▶ Exercise prompt:
Report all lines below with the word "CompareSettings".

=== Begin Enclosure ===

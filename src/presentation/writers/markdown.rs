use anyhow::Result;
use serde_json::Value;
use std::fmt::Write as FmtWrite;

use crate::domain::{comparison::TemplateSource, ports::OutputWriter};
use crate::presentation::report::ComparisonReport;

/// Longest rendered value before it is cut with an ellipsis.
const MAX_CELL: usize = 60;

pub struct MarkdownWriter;

impl OutputWriter for MarkdownWriter {
    fn format(&self, report: &ComparisonReport) -> Result<String> {
        let c = &report.comparison;
        let mut s = String::new();

        writeln!(s, "# Comparison: {}", c.customer_id)?;
        writeln!(s)?;
        writeln!(s, "- Generated: {} by {}", report.generated_at.to_rfc3339(), report.operator)?;
        let template = match &c.template_source {
            TemplateSource::Customer => "customer".to_string(),
            TemplateSource::Default(id) => format!("default (`{id}`)"),
        };
        writeln!(s, "- Template: {template}")?;
        if c.no_saved_payload() {
            writeln!(s, "- Payload: none stored, compared against an empty object")?;
        }
        writeln!(s, "- Fingerprint: `{}`", c.fingerprint)?;
        writeln!(
            s,
            "- Diffs: {} raw, {} visible, {} outstanding",
            report.counts.raw, report.counts.visible, report.counts.outstanding
        )?;
        writeln!(s)?;

        if c.diffs.is_empty() {
            writeln!(s, "_No differences._")?;
            return Ok(s);
        }

        writeln!(s, "| Path | Kind | Expected | Actual | Decision | Suggestion |")?;
        writeln!(s, "|---|---|---|---|---|---|")?;
        for d in &c.diffs {
            let decision = report
                .pending
                .iter()
                .find(|p| p.path == d.path)
                .map(|p| p.action.as_str())
                .unwrap_or("");
            writeln!(
                s,
                "| `{}` | {} | {} | {} | {} | {} |",
                d.path,
                d.kind,
                cell(d.expected.as_ref()),
                cell(d.actual.as_ref()),
                decision,
                d.suggestion.as_deref().unwrap_or(""),
            )?;
        }

        if let Some(outcome) = &report.outcome {
            writeln!(s)?;
            writeln!(s, "## Outcome")?;
            writeln!(s)?;
            writeln!(s, "- Submitted: {}", outcome.submitted.len())?;
            writeln!(s, "- Kept as customer: {}", outcome.resolved_locally.len())?;
            for r in &outcome.rejected {
                writeln!(s, "- Rejected `{}`: {}", r.decision.path, r.reason)?;
            }
        }
        if let Some(receipt) = &report.receipt {
            writeln!(s, "- Change set: `{}` ({:?})", receipt.change_set_id, receipt.status)?;
        }

        Ok(s)
    }

    fn extension(&self) -> &'static str {
        "md"
    }
}

fn cell(value: Option<&Value>) -> String {
    let Some(v) = value else {
        return "–".to_string();
    };
    let mut text = v.to_string().replace('|', "\\|");
    if text.chars().count() > MAX_CELL {
        text = text.chars().take(MAX_CELL).collect::<String>() + "…";
    }
    format!("`{text}`")
}
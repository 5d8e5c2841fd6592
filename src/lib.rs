use anyhow::{bail, Result};
use serde_json::Value;
use std::sync::{Arc, Mutex};

pub mod application;
pub mod domain;
pub mod infrastructure;
pub mod presentation;

// ─── Log level ────────────────────────────────────────────────────────────────

/// Controls the verbosity of payloadiff's internal tracing output.
///
/// Pass to [`init_tracing`] before calling any async entry point.
///
/// | Variant | `tracing` level | When to use                                |
/// |---------|-----------------|--------------------------------------------|
/// | `Error` | `error`         | `--quiet` / CI scripting                   |
/// | `Info`  | `info`          | Default, shows store calls and timings     |
/// | `Debug` | `debug`         | `--verbose`, adds session transitions      |
#[derive(Debug, Clone, Copy, PartialEq, Eq, Default)]
pub enum LogLevel {
    Error,
    #[default]
    Info,
    Debug,
}

/// Initialise the global `tracing` subscriber for payloadiff.
///
/// Respects `RUST_LOG` when set, falling back to `level` otherwise. Call
/// this once at startup; library consumers with their own subscriber should
/// skip it.
///
/// Only available with the `cli` feature (pulls in `tracing-subscriber`).
#[cfg(feature = "cli")]
pub fn init_tracing(level: LogLevel) {
    use tracing_subscriber::fmt::format::FmtSpan;

    let default_filter = match level {
        LogLevel::Error => "payloadiff=error",
        LogLevel::Info => "payloadiff=info",
        LogLevel::Debug => "payloadiff=debug",
    };

    tracing_subscriber::fmt()
        .with_span_events(FmtSpan::CLOSE)
        .with_writer(std::io::stderr)
        .with_env_filter(
            tracing_subscriber::EnvFilter::try_from_default_env()
                .unwrap_or_else(|_| default_filter.into()),
        )
        .init();
}

// ─── Public API Facade ───

pub use application::compare::{CompareSettings, ComparisonService, DiffSource, Submitted};
pub use application::diff::TreeDiffer;
pub use application::monitoring::PerfReport;
pub use application::reconcile::{ReconcileOutcome, Reconciler, RejectedDecision};
pub use application::session::{
    Completion, ComparisonSession, DiffCounts, FailureKind, SessionState, VisibilityFilter,
};
pub use domain::changes::{ApplyReceipt, ChangeCard, ChangeList, DecisionBatch};
pub use domain::comparison::{ComparisonResult, ComparisonStatus};
pub use domain::decision::{Decision, DecisionAction, PendingDecisions, UiAction, UiDecision};
pub use domain::diff_item::{DiffItem, DiffKind, Severity};
pub use domain::error::{SessionError, StoreError, ValidationError};
pub use domain::fingerprint::fingerprint;
pub use domain::path::{
    get_at_path, remove_at_path, set_at_path, to_pointer_form, to_query_form, JsonPath, PathError,
};
pub use domain::ports::{Differ, PayloadStore};
pub use domain::value_objects::{CustomerId, Fingerprint, Operator};
pub use infrastructure::config::{AppConfig, CompareConfig, OutputConfig, StoreConfig};
pub use infrastructure::memory::MemoryPayloadStore;
pub use presentation::report::ComparisonReport;

use crate::application::monitoring::{MonitoringDiffer, MonitoringPayloadStore};
use crate::infrastructure::http::connect;

// ─── Public entry points ───

/// Diff two documents in memory, no store involved.
pub fn compare(template: &Value, customer_data: &Value) -> Vec<DiffItem> {
    TreeDiffer::new().diff(template, customer_data)
}

/// Fold `decisions` into `customer_data` without submitting anything.
pub fn reconcile(
    customer_data: &Value,
    template: &Value,
    decisions: impl IntoIterator<Item = UiDecision>,
) -> ReconcileOutcome {
    let mut pending = PendingDecisions::new();
    for d in decisions {
        pending.record(d);
    }
    Reconciler::new().reconcile(customer_data, template, &pending)
}

/// Service over the configured HTTP store, wrapped in the monitoring
/// decorators. All timings land in `report`.
pub fn build_service(
    cfg: &AppConfig,
    operator: &Operator,
    report: Arc<Mutex<PerfReport>>,
) -> Result<ComparisonService> {
    let store = Arc::new(connect(&cfg.store, operator)?);
    let store = Arc::new(MonitoringPayloadStore::new(store, Arc::clone(&report)));
    let differ = Arc::new(MonitoringDiffer::new(Arc::new(TreeDiffer::new()), report));
    Ok(ComparisonService::new(store, differ, cfg.compare_settings()))
}

/// Load and diff one customer.
pub async fn run_compare(
    cfg: &AppConfig,
    operator: &Operator,
    customer: CustomerId,
) -> Result<ComparisonReport> {
    let report = PerfReport::new();
    let service = build_service(cfg, operator, Arc::clone(&report))?;
    let out = compare_with(&service, operator, customer, cfg.compare.filter).await?;
    Ok(out.with_perf(PerfReport::snapshot(&report)))
}

/// Load one customer, record `decisions` and save them.
///
/// With `dry_run` the decisions are reconciled and reported but never
/// submitted.
pub async fn run_apply(
    cfg: &AppConfig,
    operator: &Operator,
    customer: CustomerId,
    decisions: Vec<UiDecision>,
    dry_run: bool,
) -> Result<ComparisonReport> {
    let report = PerfReport::new();
    let service = build_service(cfg, operator, Arc::clone(&report))?;
    let out = apply_with(
        &service,
        operator,
        customer,
        decisions,
        dry_run,
        cfg.compare.filter,
    )
    .await?;
    Ok(out.with_perf(PerfReport::snapshot(&report)))
}

/// [`run_compare`] against any service.
pub async fn compare_with(
    service: &ComparisonService,
    operator: &Operator,
    customer: CustomerId,
    filter: VisibilityFilter,
) -> Result<ComparisonReport> {
    let mut session = ComparisonSession::new(operator.clone());
    load_or_bail(&mut session, service, customer).await?;
    report_for(&session, filter)
}

/// [`run_apply`] against any service.
pub async fn apply_with(
    service: &ComparisonService,
    operator: &Operator,
    customer: CustomerId,
    decisions: Vec<UiDecision>,
    dry_run: bool,
    filter: VisibilityFilter,
) -> Result<ComparisonReport> {
    let mut session = ComparisonSession::new(operator.clone());
    load_or_bail(&mut session, service, customer).await?;
    for d in decisions {
        session.decide(d)?;
    }

    if dry_run {
        let (Some(c), Some(pending)) = (session.comparison(), session.pending()) else {
            bail!("session is {}, nothing to reconcile", session.state().name());
        };
        let outcome = Reconciler::new().reconcile(&c.customer_data, &c.template, pending);
        return Ok(report_for(&session, filter)?.with_outcome(outcome));
    }

    let ticket = session.begin_save()?;
    let outcome = ticket.outcome.clone();
    let result = service.submit(ticket.customer(), &ticket.batch).await;
    let _ = session.complete_save(ticket, result);
    match session.state() {
        SessionState::Error {
            failure,
            retained: Some(_),
            ..
        } => bail!("save failed: {failure}"),
        SessionState::Error { failure, .. } => bail!("{failure}"),
        _ => {}
    }
    Ok(report_for(&session, filter)?.with_outcome(outcome))
}

/// Overwrite a customer's saved payload and compare against the result.
pub async fn run_save_payload(
    cfg: &AppConfig,
    operator: &Operator,
    customer: CustomerId,
    payload: Value,
) -> Result<ComparisonReport> {
    let report = PerfReport::new();
    let service = build_service(cfg, operator, Arc::clone(&report))?;
    let out = save_payload_with(&service, operator, customer, &payload, cfg.compare.filter).await?;
    Ok(out.with_perf(PerfReport::snapshot(&report)))
}

/// [`run_save_payload`] against any service.
pub async fn save_payload_with(
    service: &ComparisonService,
    operator: &Operator,
    customer: CustomerId,
    payload: &Value,
    filter: VisibilityFilter,
) -> Result<ComparisonReport> {
    service.save_payload(&customer, payload).await?;
    compare_with(service, operator, customer, filter).await
}

/// One page of a customer's change history.
pub async fn run_history(
    cfg: &AppConfig,
    operator: &Operator,
    customer: &CustomerId,
    page: usize,
    page_size: usize,
) -> Result<ChangeList> {
    let service = build_service(cfg, operator, PerfReport::new())?;
    Ok(service.history(customer, page, page_size).await?)
}

// ─── Private helpers ───────────────────────────────────────────────────────────

fn report_for(session: &ComparisonSession, filter: VisibilityFilter) -> Result<ComparisonReport> {
    match ComparisonReport::from_session(session, filter) {
        Some(r) => Ok(r),
        None => bail!("session is {}, nothing to report", session.state().name()),
    }
}

async fn load_or_bail(
    session: &mut ComparisonSession,
    service: &ComparisonService,
    customer: CustomerId,
) -> Result<()> {
    let _ = session.load(service, customer).await;
    if let SessionState::Error { customer, failure, .. } = session.state() {
        let who = customer.as_ref().map(|c| c.as_str()).unwrap_or("?");
        bail!("loading {who} failed ({:?}): {failure}", failure.kind);
    }
    Ok(())
}

#[cfg(test)]
mod tests {
    use super::*;
    use serde_json::json;

    #[test]
    fn compare_and_reconcile_in_memory() {
        let template = json!({"a": 1, "b": 2});
        let customer = json!({"a": 1, "b": 3, "c": 0});

        let diffs = compare(&template, &customer);
        assert_eq!(diffs.len(), 2);

        let outcome = reconcile(
            &customer,
            &template,
            diffs.iter().map(|d| Decision::apply_template(d.path.clone()).into()),
        );
        assert_eq!(outcome.document, template);
        assert!(compare(&template, &outcome.document).is_empty());
    }

    fn memory_service(store: &Arc<MemoryPayloadStore>) -> ComparisonService {
        ComparisonService::new(
            Arc::clone(store) as Arc<dyn PayloadStore>,
            Arc::new(TreeDiffer::new()),
            CompareSettings::default(),
        )
    }

    #[tokio::test]
    async fn apply_with_saves_and_reports_clean_comparison() {
        let store = Arc::new(MemoryPayloadStore::new());
        store.put_template("acme", json!({"a": 1}));
        store.put_saved_payload("acme", json!({"a": 2}));
        let service = memory_service(&store);
        let operator = Operator::new("ops");

        let report = apply_with(
            &service,
            &operator,
            CustomerId::from("acme"),
            vec![Decision::apply_template("/a").into()],
            false,
            VisibilityFilter::default(),
        )
        .await
        .unwrap();

        assert!(report.comparison.is_clean());
        assert_eq!(report.outcome.unwrap().submitted.len(), 1);
        assert!(report.receipt.is_some());
        assert_eq!(store.saved_payload("acme"), Some(json!({"a": 1})));
    }

    #[tokio::test]
    async fn dry_run_leaves_store_untouched() {
        let store = Arc::new(MemoryPayloadStore::new());
        store.put_template("acme", json!({"a": 1}));
        store.put_saved_payload("acme", json!({"a": 2}));
        let service = memory_service(&store);

        let report = apply_with(
            &service,
            &Operator::new("ops"),
            CustomerId::from("acme"),
            vec![Decision::apply_template("/a").into()],
            true,
            VisibilityFilter::default(),
        )
        .await
        .unwrap();

        assert_eq!(report.outcome.unwrap().document, json!({"a": 1}));
        assert_eq!(report.pending.len(), 1);
        assert_eq!(store.saved_payload("acme"), Some(json!({"a": 2})));
        assert_eq!(store.submitted_batches(), 0);
    }

    #[tokio::test]
    async fn compare_with_surfaces_load_failure() {
        let store = Arc::new(MemoryPayloadStore::new());
        let err = compare_with(
            &memory_service(&store),
            &Operator::new("ops"),
            CustomerId::from("acme"),
            VisibilityFilter::default(),
        )
        .await
        .unwrap_err();
        assert!(err.to_string().contains("NotFound"), "got {err}");
    }

    #[tokio::test]
    async fn save_payload_with_reports_against_new_payload() {
        let store = Arc::new(MemoryPayloadStore::new());
        store.put_template("acme", json!({"a": 1, "b": 2}));
        store.put_saved_payload("acme", json!({"a": 5}));

        let report = save_payload_with(
            &memory_service(&store),
            &Operator::new("ops"),
            CustomerId::from("acme"),
            &json!({"a": 1}),
            VisibilityFilter::default(),
        )
        .await
        .unwrap();

        assert_eq!(report.comparison.customer_data, json!({"a": 1}));
        assert_eq!(report.counts.raw, 1);
        assert_eq!(store.saved_payload("acme"), Some(json!({"a": 1})));
    }
}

=== End Enclosure ===

▶ Exercise response:
pub use application::compare::{CompareSettings, ComparisonService, DiffSource, Submitted};
            CompareSettings::default(),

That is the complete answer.